Metallurgical Corporation of China
- Native name: 中国冶金科工股份有限公司
- Type: Public
- Traded as: SSE: 601618 (A-shares) SEHK: 1618 (H-shares)
- Industry: Mining, Engineering, Construction
- Founded: 2008
- Headquarters: Beijing, China
- Area served: Worldwide
- Key people: Guo Wenqing (Chairman)
- Products: Steel structures, metallurgical products, non-ferrous metals
- Services: Engineering, construction, resource development, real estate
- Revenue: CN¥1,087.4 billion (2024)
- Net income: CN¥12.6 billion (2024)
- Total assets: CN¥590.3 billion (2024)
- Owner: Central Government of China (indirect) General public
- Parent: China Metallurgical Group Corporation (64.18%)
- Website: www.mccchina.com

= Metallurgical Corporation of China =

Chinese state-owned company

Metallurgical Corporation of China Limited (MCC) is a publicly listed Chinese engineering and construction enterprise. It trades on both the Shanghai Stock Exchange and the Hong Kong Stock Exchange under the stock codes and , respectively. The company is primarily engaged in metallurgical engineering, project contracting, resource development, and real estate. The listed entity was formed through the corporatization of operating subsidiaries and assets of its parent group and continues projects initiated prior to its 2008 listing.

== Corporate Affairs ==
MCC is a core subsidiary of China Metallurgical Group Corporation (CMGC), which holds a majority stake of 64.18% in the listed entity. In 2015, CMGC was merged into China Minmetals Corporation, making MCC part of one of China's largest state-owned resource conglomerates. While CMGC oversees the group's broader industrial and resource activities, the listed company serves as the principal platform for engineering, construction, and mining operations.

== History ==
MCC was established in 2008 as part of a corporate restructuring to list key assets of China Metallurgical Group Corporation. Upon incorporation, the newly listed company assumed control of ongoing domestic and overseas projects, contracts, and investments that had been undertaken by CMGC and its predecessor subsidiaries prior to 2008. It quickly became one of China's major state-owned listed enterprises in engineering and industrial construction. Historically, Baosteel Group held a minority shareholding in the company.

== Operations ==
=== Mainland China ===
MCC is a leading metallurgical construction contractor in China, responsible for building the majority of China's steel plants and related infrastructure. The company is also engaged in public infrastructure, including railways, highways, urban transport, and ecological remediation.

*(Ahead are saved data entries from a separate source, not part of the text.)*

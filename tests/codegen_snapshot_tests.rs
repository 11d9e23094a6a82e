//! Snapshot tests for codegen
//!
//! Small programs whose complete output is pinned with insta inline snapshots, so layout changes
//! in either backend show up in review.
//!
//! Run with: `cargo test --test codegen_snapshot_tests`
//! Review changes: `cargo insta review`

use dualgen::backend::{Backend, DualCodegen, render_expr, render_pattern};
use dualgen::config::{CodegenConfig, ModuleStyle};
use dualgen::ir::{
    BinaryOp, CompoundOp, IrBlock, IrExpr, IrFunction, IrItem, IrLiteral, IrMatchArm, IrParam, IrPattern, IrPlugin,
    IrProgram, IrStateField, IrStmt, IrStmtKind, IrTopLevel, IrTraverse, IrType, TraverseVisitor,
};

fn empty_plugin() -> IrProgram {
    IrProgram::new(IrTopLevel::Plugin(IrPlugin::new("Empty", vec![])))
}

fn generate_with(program: &IrProgram, config: CodegenConfig) -> (String, String) {
    let output = DualCodegen::new(config).generate(program);
    let js = output.babel.expect("babel output").code;
    let rs = output.swc.expect("swc output").code;
    (js, rs)
}

// ============================================================================
// Whole files
// ============================================================================

#[test]
fn test_empty_plugin_babel() {
    let (js, _) = generate_with(&empty_plugin(), CodegenConfig::default());
    insta::assert_snapshot!(js, @r#"
    // Generated by dualgen from `Empty`. Do not edit.

    function Empty({ types: t }) {
      const self = {
      };

      return {
        name: "Empty",
        visitor: {
        },
      };
    }

    module.exports = Empty;
    "#);
}

#[test]
fn test_empty_plugin_babel_esm_export() {
    let (js, _) = generate_with(&empty_plugin(), CodegenConfig::default().with_module_style(ModuleStyle::Esm));
    assert!(js.trim_end().ends_with("export default Empty;"), "{}", js);
    assert!(!js.contains("module.exports"));
}

#[test]
fn test_empty_plugin_swc() {
    let (_, rs) = generate_with(&empty_plugin(), CodegenConfig::default());
    insta::assert_snapshot!(rs, @r#"
    // Generated by dualgen from `Empty`. Do not edit.

    use swc_core::ecma::ast::*;
    use swc_core::ecma::visit::{VisitMut, VisitMutWith};

    pub struct Empty;

    impl Empty {
        pub fn new() -> Self {
            Self
        }
    }

    impl Default for Empty {
        fn default() -> Self {
            Self::new()
        }
    }

    impl VisitMut for Empty {
    }
    "#);
}

#[test]
fn test_header_can_be_disabled() {
    let (js, rs) = generate_with(&empty_plugin(), CodegenConfig::default().with_header(false));
    assert!(js.starts_with("function Empty({ types: t }) {"), "{}", js);
    assert!(!rs.contains("Generated by dualgen"));
}

#[test]
fn test_inline_traverse_hoists_visitor_struct() {
    let count_idents = IrFunction::new(
        "visit_identifier",
        vec![IrParam::new("node", IrType::named("Identifier"))],
        IrBlock::new(vec![IrStmt::expr(IrExpr::compound_assign(
            CompoundOp::Add,
            IrExpr::member(IrExpr::ident("self"), "count"),
            IrExpr::int(1),
        ))]),
    );
    let traverse = IrStmt::new(IrStmtKind::Traverse(IrTraverse {
        target: IrExpr::ident("node"),
        visitor: TraverseVisitor::Inline {
            state: vec![IrStateField {
                name: "count".to_string(),
                ty: IrType::int(),
                init: Some(IrExpr::int(0)),
            }],
            methods: vec![count_idents],
        },
        captures: Vec::new(),
    }));
    let hook = IrFunction::new(
        "visit_call_expression",
        vec![IrParam::new("node", IrType::named("CallExpression"))],
        IrBlock::new(vec![traverse]),
    );
    let program = IrProgram::new(IrTopLevel::Plugin(IrPlugin::new("P", vec![IrItem::Function(hook)])));

    let (_, rs) = generate_with(&program, CodegenConfig::default());
    let start = rs.find("impl VisitMut for P {").expect("plugin visitor impl");
    insta::assert_snapshot!(&rs[start..], @r#"
    impl VisitMut for P {
        fn visit_mut_call_expr(&mut self, node: &mut CallExpr) {
            let mut __visitor0 = __InlineVisitor0 { count: 0 };
            node.visit_mut_with(&mut __visitor0);
            node.visit_mut_children_with(self);
        }
    }

    struct __InlineVisitor0 {
        count: i64,
    }

    impl VisitMut for __InlineVisitor0 {
        fn visit_mut_ident(&mut self, node: &mut Ident) {
            self.count += 1;
            node.visit_mut_children_with(self);
        }
    }
    "#);
}

// ============================================================================
// Expressions and patterns
// ============================================================================

#[test]
fn test_macro_call_forms() {
    let call = IrExpr::macro_call("format", vec![IrExpr::string("{}"), IrExpr::ident("n")]);
    insta::assert_snapshot!(render_expr(Backend::Swc, &call).unwrap(), @r#"format!("{}", n)"#);
    insta::assert_snapshot!(render_expr(Backend::Babel, &call).unwrap(), @r#"format("{}", n)"#);
}

#[test]
fn test_vec_macro_owns_strings() {
    let call = IrExpr::macro_call("vec", vec![IrExpr::string("x")]);
    insta::assert_snapshot!(render_expr(Backend::Swc, &call).unwrap(), @r#"vec!["x".to_string()]"#);
}

#[test]
fn test_call_expression_array_pattern() {
    let pattern = IrPattern::array_of("CallExpression", vec![IrPattern::ident("first"), IrPattern::ident("second")]);

    let swc = render_pattern(Backend::Swc, &pattern, "node", Some(&IrType::named("CallExpression"))).unwrap();
    insta::assert_snapshot!(swc.head, @"CallExpr { args: __elems0, .. }");
    insta::assert_snapshot!(swc.guards.join(" && "), @"__elems0.len() == 2");

    let babel = render_pattern(Backend::Babel, &pattern, "node", None).unwrap();
    insta::assert_snapshot!(babel.head, @"t.isCallExpression(node) && node.arguments.length === 2");
}

#[test]
fn test_swc_match_expression() {
    let subject = IrExpr::match_(
        IrExpr::ident("x"),
        vec![
            IrMatchArm::new(IrPattern::Literal(IrLiteral::Int(0)), IrExpr::int(1)),
            IrMatchArm::new(IrPattern::ident("n"), IrExpr::int(100))
                .with_guard(IrExpr::binary(BinaryOp::Gt, IrExpr::ident("n"), IrExpr::int(100))),
            IrMatchArm::new(IrPattern::Wildcard, IrExpr::int(0)),
        ],
    );
    insta::assert_snapshot!(render_expr(Backend::Swc, &subject).unwrap(), @r#"
    match x {
        0 => 1,
        n if n > 100 => 100,
        _ => 0,
    }
    "#);
}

=== Saindak Copper-Gold Mine ===
MCC operates the Saindak Copper-Gold Project in Balochistan, Pakistan. The mine was originally built between 1990 and 1995 by predecessor entities within China Metallurgical Group Corporation, and began commercial production in 2002 under a lease agreement with the Pakistani government. The contract has since been extended multiple times, most recently until October 2022.

=== Mes Aynak Copper Project ===
In 2007, China Metallurgical Group Corporation, whose relevant assets were later injected into MCC upon listing, was awarded the development rights to the Mes Aynak copper mine in Afghanistan, one of the world's largest untapped copper deposits. The project has faced delays due to security concerns and archaeological preservation. As of 2021, full-scale construction had not begun.

=== Ramu Nickel-Cobalt Project ===
MCC, through its subsidiary Ramu NiCo Management (MCC) Limited, manages the Ramu Nickel Mine in Papua New Guinea. The project, valued at over US$1.4 billion, includes a nickel-cobalt mine and a high-pressure acid leach processing facility. It is considered one of China's largest overseas mining investments. The project has faced legal and environmental controversy, particularly over its deep-sea tailings disposal method.